WASHINGTON — Elena Delle Donne and Natasha Cloud are finally WNBA champions.
Delle Donne, the Delaware-born star and this year’s MVP, and Cloud, the Broomall native and St. Joseph’s product, led the Washington Mystics to an 89-78 win over the Connecticut Sun in the decisive Game 5 of the WNBA Finals on Thursday night.
Delle Donne, who battled three herniated discs throughout the series and had to miss Game 3 because of the pain, scored 21 points.

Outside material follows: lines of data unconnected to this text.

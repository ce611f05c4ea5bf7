//! Session command - replay navigation steps

use colored::Colorize;
use leatherman_nav::breadcrumb::render_trail;
use leatherman_nav::{NavigationSession, NodeId};
use std::str::FromStr;

use super::tree::render_view;
use crate::context::AppContext;
use crate::error::{CliError, Result};

/// One scripted interaction.
#[derive(Debug, Clone, PartialEq, Eq)]
pub enum Step {
    /// Navigate to a route
    Go(String),
    /// Flip a sidebar node
    Toggle(NodeId),
    /// Select a tool in the palette by id
    Pick(String),
}

impl FromStr for Step {
    type Err = CliError;

    fn from_str(s: &str) -> Result<Self> {
        let (verb, arg) = s
            .split_once(':')
            .ok_or_else(|| CliError::user(format!("Invalid step '{}': expected <verb>:<arg>", s)))?;
        if arg.is_empty() {
            return Err(CliError::user(format!("Invalid step '{}': missing argument", s)));
        }
        match verb {
            "go" => Ok(Self::Go(arg.to_string())),
            "toggle" => Ok(Self::Toggle(NodeId::from(arg))),
            "pick" => Ok(Self::Pick(arg.to_string())),
            other => Err(CliError::user(format!(
                "Unknown step '{}'. Valid: go, toggle, pick",
                other
            ))),
        }
    }
}

/// Apply `step` to `session`, returning a one-line log of what happened.
pub fn apply(session: &mut NavigationSession, step: &Step) -> String {
    match step {
        Step::Go(path) => {
            session.navigate(path);
            let crumbs = render_trail(&session.breadcrumb_trail());
            format!("go {} -> {} [{}]", path, session.current_path(), crumbs)
        }
        Step::Toggle(node) => {
            session.toggle(node);
            let state = if session.state().contains(node) {
                "expanded"
            } else {
                "collapsed"
            };
            format!("toggle {} -> {}", node, state)
        }
        Step::Pick(id) => {
            let mut palette = session.palette();
            palette.open();
            if palette.select(id, session) {
                format!("pick {} -> {}", id, session.current_path())
            } else {
                format!("pick {} -> no such tool", id)
            }
        }
    }
}

/// Run the session command
pub fn run_session(ctx: &AppContext, start: &str, steps: &[String]) -> Result<()> {
    let steps = steps
        .iter()
        .map(|s| s.parse::<Step>())
        .collect::<Result<Vec<_>>>()?;

    let mut session = ctx.session(start)?;
    println!("{} {}", "start".dimmed(), session.current_path());
    for step in &steps {
        println!("{}", apply(&mut session, step));
    }
    println!();
    print!("{}", render_view(&session));
    Ok(())
}
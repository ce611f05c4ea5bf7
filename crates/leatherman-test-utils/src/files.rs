//! [`TestDir`] for tests that read configuration or catalogs from disk.

use std::fs;
use std::path::{Path, PathBuf};
use tempfile::TempDir;

/// A temporary directory with helpers for writing fixture files.
pub struct TestDir {
    temp_dir: TempDir,
}

impl Default for TestDir {
    fn default() -> Self {
        Self::new()
    }
}

impl TestDir {
    pub fn new() -> Self {
        Self {
            temp_dir: TempDir::new().expect("TestDir::new: failed to create temp dir"),
        }
    }

    pub fn root(&self) -> &Path {
        self.temp_dir.path()
    }

    /// Write `content` to `name` under the root and return the full path.
    pub fn write(&self, name: &str, content: &str) -> PathBuf {
        let path = self.root().join(name);
        fs::write(&path, content)
            .unwrap_or_else(|e| panic!("TestDir::write: failed to write {}: {}", name, e));
        path
    }
}
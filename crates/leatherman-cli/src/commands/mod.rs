//! Command implementations for leatherman-cli

pub mod breadcrumb;
pub mod routes;
pub mod search;
pub mod session;
pub mod tree;

pub use breadcrumb::run_breadcrumb;
pub use routes::run_routes;
pub use search::run_search;
pub use session::run_session;
pub use tree::run_tree;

Cloud scored 18, including some big shots down the stretch.
“It feels phenomenal,” Delle Donne said. “To win this, and win this with such a great group of people, I think that’s what makes this so special. … We’re going to remember this season because we were around such incredible people, and we absolutely adore being together.”
The first half was tight, and tightly-officiated. Neither team ever led by more than six points, and the referees whistled 18 fouls.
Delle Donne started slowly, shooting just 1-for-4 in the first quarter, but ended the half as Washington’s leading scorer with 10 points. Cloud had seven.
“When you’re talking about playing for the players to the left and the right of you, and being a leader of this team, being one of the captains and pushing through, that’s a huge testament,” Cloud said about Delle Donne’s performance.
Delle Donne returned the praise.
“To be on a team that could carry me when I wasn’t 100 percent really means a lot,” she said. “To just get over this hump and be able to push through when not feeling great.”
At the end of the night, Delle Donne had made 8 of 16 field goal attempts and recorded 9 rebounds, 2 assists, 2 blocks and 1 steal — and just 2 fouls.
“I felt pretty decent today, and I also knew this was the last game,” Delle Donne said. “I can rest now. So I felt like was able to give a little bit more.”
For much of the night, it seemed she wouldn’t get there. In the first half, the Mystics let Connecticut shoot 17-for-35 from the floor. Fortunately for the home team, the margin at halftime was just 43-42.
The Sun opened the third quarter with an 8-2 run, and though Washington twice rallied to draw even, Connecticut held a 64-62 lead heading into the fourth.
Cloud came up big 50 seconds into the quarter, with a three-pointer to put the Mystics up, 65-64. Then they got a stop, and Delle Donne drove for a powerful layup.
Connecticut refused to go away, though, especially Harrisburg-area native Alyssa Thomas. She led all scorers on the night with 25 points.
It took an Emma Meesseman interception between Cloud scoring a three and a layup with 6:26 to play for Washington to have even an inch of breathing room.
Finally, with 4:22 left, Mystics veteran Kristi Tolliver broke the Sun’s resistance when she dashed for a layup to put the home team up, 76-72.
After Delle Donne put Washington up, 78-72, Thomas missed a floater so open that even the home crowd was surprised. Meesseman scored at the other end, and Mystics fans at last started to believe.
Meesseman, who had a team-high 22 points off the bench, was named series MVP.
Just as Delle Donne had a winding road to the top of the sport — UConn to Delaware to Chicago to Washington — so did Cloud. She started her college career at Maryland, and when she transferred to St. Joe’s she knew she was going out of the spotlight. But the Mystics kept an eye on her, and drafted her in 2015. She has been in Washington ever since.
“In all these years, I’m still not perfect. There’s still a lot of room to grow,” she said. “But I’d definitely take my path and my journey, and I’m proud of myself for where I am now to where I was then. Because if you would have asked anyone, no one expected me to be here.”
Mystics fans have wanted to be here for a long time, but they’ve been stuck with a lot of bad teams. Washington has failed to make the playoffs 10 times, and won just one playoff series before 2017.
But when Delle Donne came east from Chicago in a trade that year, the team’s fortunes finally turned. The Mystics made the semifinals in 2017, the Finals last year, and this year finally won it all.
And this wasn’t their only triumph. This season, the Mystics moved out of the 20,000-seat Capital One Arena downtown to become a primary tenant in a brand-new, city-owned, 4,200-seat, purpose-built facility east of the District’s Anacostia River — an area that hasn’t fully shared in the rest of the city’s renaissance.